The anatomical organization of the region around the petrous ICA, cavernous sinus, and middle clivus is presented, with approaches divided into zones. In an accompanying paper in this issue by Cavallo, et al., the anatomy of the pterygopalatine fossa is presented; this was observed through cadaveric dissection for which an expanded endonasal approach was used.
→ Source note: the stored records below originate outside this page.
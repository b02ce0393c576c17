/// Vote ledger and counter reconciliation
///
/// The ledger holds at most one row per (user, movie), enforced by the
/// `votes_user_movie_key` unique constraint. [`Vote::cast`] is the only code
/// path that writes a movie's counters, and it does so in the same
/// transaction as the ledger write, so the two commit together or not at all.
///
/// # Schema
///
/// ```sql
/// CREATE TABLE votes (
///     id UUID PRIMARY KEY DEFAULT gen_random_uuid(),
///     user_id UUID NOT NULL REFERENCES users(id),
///     movie_id UUID NOT NULL REFERENCES movies(id),
///     vote_type SMALLINT NOT NULL CHECK (vote_type IN (1, -1)),
///     created_at TIMESTAMPTZ NOT NULL DEFAULT NOW(),
///     updated_at TIMESTAMPTZ NOT NULL DEFAULT NOW(),
///     CONSTRAINT votes_user_movie_key UNIQUE (user_id, movie_id)
/// );
/// ```
///
/// # Concurrency
///
/// Two casts for the same pair can both read "no vote" and both try to
/// insert. The unique constraint rejects the second insert; that attempt is
/// rolled back and retried, and the retry finds the committed row and takes
/// the same-sign or flip path. A flip is a compare-and-set on the old sign,
/// so a flip that loses a race is retried the same way. Counter updates are
/// relative (`upvotes = upvotes + $n`), so votes from different users never
/// overwrite each other.
///
/// # Example
///
/// ```no_run
/// use moviehub_shared::models::vote::Vote;
/// use moviehub_shared::tally::VoteType;
/// use sqlx::PgPool;
/// use uuid::Uuid;
///
/// # async fn example(pool: PgPool, user_id: Uuid, movie_id: Uuid) -> Result<(), Box<dyn std::error::Error>> {
/// let outcome = Vote::cast(&pool, user_id, movie_id, VoteType::Up).await?;
/// println!("score is now {}", outcome.counters.vote_score);
///
/// assert_eq!(Vote::find_user_vote(&pool, user_id, movie_id).await?, Some(VoteType::Up));
/// # Ok(())
/// # }
/// ```

use chrono::{DateTime, Utc};
use serde::{Deserialize, Serialize};
use sqlx::{PgPool, Postgres, Transaction};
use tracing::{debug, warn};
use uuid::Uuid;

use crate::db::{is_foreign_key_violation, is_unique_violation};
use crate::tally::{VoteCounters, VoteTransition, VoteType};

/// Name of the unique constraint on `votes (user_id, movie_id)`
pub const VOTE_UNIQUE_CONSTRAINT: &str = "votes_user_movie_key";

/// How many times a cast is attempted before giving up on contention
pub const MAX_CAST_ATTEMPTS: u32 = 3;

/// A ledger row
#[derive(Debug, Clone, Serialize, Deserialize, sqlx::FromRow)]
pub struct Vote {
    pub id: Uuid,

    pub user_id: Uuid,

    pub movie_id: Uuid,

    #[sqlx(try_from = "i16")]
    pub vote_type: VoteType,

    pub created_at: DateTime<Utc>,

    pub updated_at: DateTime<Utc>,
}

/// Error type for vote casting
#[derive(Debug, thiserror::Error)]
pub enum VoteError {
    #[error("Movie {0} not found")]
    MovieNotFound(Uuid),

    /// Every attempt lost a race with a concurrent cast for the same pair
    #[error("Vote on movie {movie_id} still conflicting after {attempts} attempts")]
    Contention { movie_id: Uuid, attempts: u32 },

    #[error("Database error: {0}")]
    Database(#[from] sqlx::Error),
}

/// Result of a successful cast
#[derive(Debug, Clone, Copy, PartialEq, Eq)]
pub struct CastOutcome {
    /// Movie counters after the cast
    pub counters: VoteCounters,

    /// What happened to the ledger row
    pub transition: VoteTransition,
}

enum Attempt {
    Done(CastOutcome),
    Retry(&'static str),
}

impl Vote {
    /// Casts (or re-casts) a user's vote on a movie and reconciles the counters
    ///
    /// - No previous vote: a row is inserted and the matching counter goes up.
    /// - Same sign as before: nothing is written; current counters are returned.
    /// - Opposite sign: the row is flipped, one counter goes down and the other up.
    ///
    /// # Errors
    ///
    /// - `VoteError::MovieNotFound` if the movie doesn't exist (or is deleted mid-cast)
    /// - `VoteError::Contention` if every attempt lost a race
    /// - `VoteError::Database` for store failures; nothing is committed
    pub async fn cast(
        pool: &PgPool,
        user_id: Uuid,
        movie_id: Uuid,
        vote_type: VoteType,
    ) -> Result<CastOutcome, VoteError> {
        for attempt in 1..=MAX_CAST_ATTEMPTS {
            match Self::try_cast(pool, user_id, movie_id, vote_type).await? {
                Attempt::Done(outcome) => {
                    debug!(
                        %user_id,
                        %movie_id,
                        transition = ?outcome.transition,
                        upvotes = outcome.counters.upvotes,
                        downvotes = outcome.counters.downvotes,
                        "Vote reconciled"
                    );
                    return Ok(outcome);
                }
                Attempt::Retry(reason) => {
                    warn!(%user_id, %movie_id, attempt, reason, "Vote cast raced, retrying");
                }
            }
        }

        Err(VoteError::Contention {
            movie_id,
            attempts: MAX_CAST_ATTEMPTS,
        })
    }

    async fn try_cast(
        pool: &PgPool,
        user_id: Uuid,
        movie_id: Uuid,
        vote_type: VoteType,
    ) -> Result<Attempt, VoteError> {
        let mut tx = pool.begin().await?;

        let existing: Option<i16> =
            sqlx::query_scalar("SELECT vote_type FROM votes WHERE user_id = $1 AND movie_id = $2")
                .bind(user_id)
                .bind(movie_id)
                .fetch_optional(&mut *tx)
                .await?;
        let existing = existing
            .map(VoteType::try_from)
            .transpose()
            .map_err(|e| sqlx::Error::Decode(Box::new(e)))?;

        let transition = VoteTransition::between(existing, vote_type);

        match transition {
            VoteTransition::Unchanged(_) => {
                let counters = Self::read_counters(&mut tx, movie_id).await?;
                tx.commit().await?;
                return Ok(Attempt::Done(CastOutcome {
                    counters,
                    transition,
                }));
            }
            VoteTransition::Insert(new_vote) => {
                let inserted = sqlx::query(
                    "INSERT INTO votes (user_id, movie_id, vote_type) VALUES ($1, $2, $3)",
                )
                .bind(user_id)
                .bind(movie_id)
                .bind(new_vote.as_i16())
                .execute(&mut *tx)
                .await;

                match inserted {
                    Ok(_) => {}
                    Err(e) if is_unique_violation(&e, VOTE_UNIQUE_CONSTRAINT) => {
                        tx.rollback().await?;
                        return Ok(Attempt::Retry("duplicate ledger insert"));
                    }
                    Err(e) if is_foreign_key_violation(&e) => {
                        tx.rollback().await?;
                        return Err(VoteError::MovieNotFound(movie_id));
                    }
                    Err(e) => return Err(e.into()),
                }
            }
            VoteTransition::Flip { from, to } => {
                let flipped = sqlx::query(
                    r#"
                    UPDATE votes
                    SET vote_type = $3, updated_at = NOW()
                    WHERE user_id = $1 AND movie_id = $2 AND vote_type = $4
                    "#,
                )
                .bind(user_id)
                .bind(movie_id)
                .bind(to.as_i16())
                .bind(from.as_i16())
                .execute(&mut *tx)
                .await?;

                if flipped.rows_affected() == 0 {
                    tx.rollback().await?;
                    return Ok(Attempt::Retry("ledger row changed underneath flip"));
                }
            }
        }

        let delta = transition.delta();
        let counters: Option<VoteCounters> = sqlx::query_as(
            r#"
            UPDATE movies
            SET upvotes = upvotes + $2,
                downvotes = downvotes + $3,
                vote_score = (upvotes + $2) - (downvotes + $3),
                updated_at = NOW()
            WHERE id = $1
            RETURNING upvotes, downvotes, vote_score
            "#,
        )
        .bind(movie_id)
        .bind(delta.upvotes)
        .bind(delta.downvotes)
        .fetch_optional(&mut *tx)
        .await?;

        let Some(counters) = counters else {
            tx.rollback().await?;
            return Err(VoteError::MovieNotFound(movie_id));
        };

        tx.commit().await?;

        Ok(Attempt::Done(CastOutcome {
            counters,
            transition,
        }))
    }

    async fn read_counters(
        tx: &mut Transaction<'_, Postgres>,
        movie_id: Uuid,
    ) -> Result<VoteCounters, VoteError> {
        sqlx::query_as("SELECT upvotes, downvotes, vote_score FROM movies WHERE id = $1")
            .bind(movie_id)
            .fetch_optional(&mut **tx)
            .await?
            .ok_or(VoteError::MovieNotFound(movie_id))
    }

    /// The user's current vote on a movie, if any
    pub async fn find_user_vote(
        pool: &PgPool,
        user_id: Uuid,
        movie_id: Uuid,
    ) -> Result<Option<VoteType>, sqlx::Error> {
        let vote = sqlx::query_as::<_, Vote>(
            r#"
            SELECT id, user_id, movie_id, vote_type, created_at, updated_at
            FROM votes
            WHERE user_id = $1 AND movie_id = $2
            "#,
        )
        .bind(user_id)
        .bind(movie_id)
        .fetch_optional(pool)
        .await?;

        Ok(vote.map(|v| v.vote_type))
    }

    /// Counters re-derived from the ledger for one movie
    ///
    /// This is the value the stored counters must always equal.
    pub async fn ledger_counters(pool: &PgPool, movie_id: Uuid) -> Result<VoteCounters, sqlx::Error> {
        let (upvotes, downvotes): (i64, i64) = sqlx::query_as(
            r#"
            SELECT COUNT(*) FILTER (WHERE vote_type = 1),
                   COUNT(*) FILTER (WHERE vote_type = -1)
            FROM votes
            WHERE movie_id = $1
            "#,
        )
        .bind(movie_id)
        .fetch_one(pool)
        .await?;

        let to_i32 = |n: i64| i32::try_from(n).map_err(|e| sqlx::Error::Decode(Box::new(e)));
        Ok(VoteCounters::new(to_i32(upvotes)?, to_i32(downvotes)?))
    }

    /// Counts ledger rows for one user/movie pair
    pub async fn count_for_pair(
        pool: &PgPool,
        user_id: Uuid,
        movie_id: Uuid,
    ) -> Result<i64, sqlx::Error> {
        sqlx::query_scalar("SELECT COUNT(*) FROM votes WHERE user_id = $1 AND movie_id = $2")
            .bind(user_id)
            .bind(movie_id)
            .fetch_one(pool)
            .await
    }

    /// Counts all votes
    pub async fn count(pool: &PgPool) -> Result<i64, sqlx::Error> {
        sqlx::query_scalar("SELECT COUNT(*) FROM votes")
            .fetch_one(pool)
            .await
    }
}
/// Schema migrations
///
/// Migration files live in `migrations/` at the workspace root and are
/// embedded into the binary at compile time.
///
/// # Example
///
/// ```no_run
/// use moviehub_shared::db::migrations::{ensure_database_exists, run_migrations};
/// use moviehub_shared::db::pool::{create_pool, DatabaseConfig};
///
/// # async fn example(url: String) -> Result<(), Box<dyn std::error::Error>> {
/// ensure_database_exists(&url).await?;
/// let pool = create_pool(DatabaseConfig { url, ..Default::default() }).await?;
/// run_migrations(&pool).await?;
/// # Ok(())
/// # }
/// ```

use sqlx::{migrate::MigrateDatabase, postgres::PgPool, Postgres};
use tracing::{debug, error, info};

/// Applies all pending migrations
///
/// # Errors
///
/// Returns an error if a migration fails; that migration is rolled back.
pub async fn run_migrations(pool: &PgPool) -> Result<(), sqlx::migrate::MigrateError> {
    let migrator = sqlx::migrate!("../migrations");
    info!(available = migrator.iter().count(), "Running database migrations");

    migrator
        .run(pool)
        .await
        .inspect_err(|e| error!(error = %e, "Migration failed"))?;

    info!("Database schema is up to date");
    Ok(())
}

/// Number of successfully applied migrations
pub async fn applied_migrations(pool: &PgPool) -> Result<i64, sqlx::Error> {
    let table_exists: bool = sqlx::query_scalar(
        "SELECT EXISTS (
            SELECT FROM information_schema.tables
            WHERE table_schema = 'public' AND table_name = '_sqlx_migrations'
        )",
    )
    .fetch_one(pool)
    .await?;

    if !table_exists {
        debug!("Migrations table does not exist yet");
        return Ok(0);
    }

    sqlx::query_scalar("SELECT COUNT(*) FROM _sqlx_migrations WHERE success = true")
        .fetch_one(pool)
        .await
}

/// Creates the database if it doesn't exist (development convenience)
pub async fn ensure_database_exists(database_url: &str) -> Result<(), sqlx::Error> {
    if !Postgres::database_exists(database_url).await? {
        info!("Database does not exist, creating it");
        Postgres::create_database(database_url).await?;
    } else {
        debug!("Database already exists");
    }

    Ok(())
}

#[cfg(test)]
mod tests {
    #[test]
    fn test_migrations_are_embedded_in_order() {
        let migrator = sqlx::migrate!("../migrations");
        let versions: Vec<i64> = migrator.iter().map(|m| m.version).collect();

        assert_eq!(versions.len(), 4);
        assert!(versions.windows(2).all(|w| w[0] < w[1]));
    }
}
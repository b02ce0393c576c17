//! # MovieHub API Server Library
//!
//! This library provides the HTTP layer of the MovieHub server.
//!
//! ## Modules
//!
//! - `app`: Application state and router builder
//! - `config`: Configuration management
//! - `error`: Error handling and HTTP response mapping
//! - `extract`: Extractors with API-formatted rejections
//! - `middleware`: Authentication gates and development error detail
//! - `routes`: API route handlers
//! - `telemetry`: Tracing subscriber setup
//! - `validation`: Custom request field validators

pub mod app;
pub mod config;
pub mod error;
pub mod extract;
pub mod middleware;
pub mod routes;
pub mod telemetry;
pub mod validation;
In the current paper the authors translate the aforementioned anatomical study to provide a clinically applicable categorization of the endonasal approach to the region around the petrous ICA. A series of zones inferior and superior to the petrous ICA are described, with an illustrative case presented for each region.
The expanded endonasal approach is a feasible approach to the middle third of the clivus, petrous ICA, cavernous sinus, and medial infratemporal fossa in cases in which the lesion is located centrally, with neurovascular structures displaced laterally.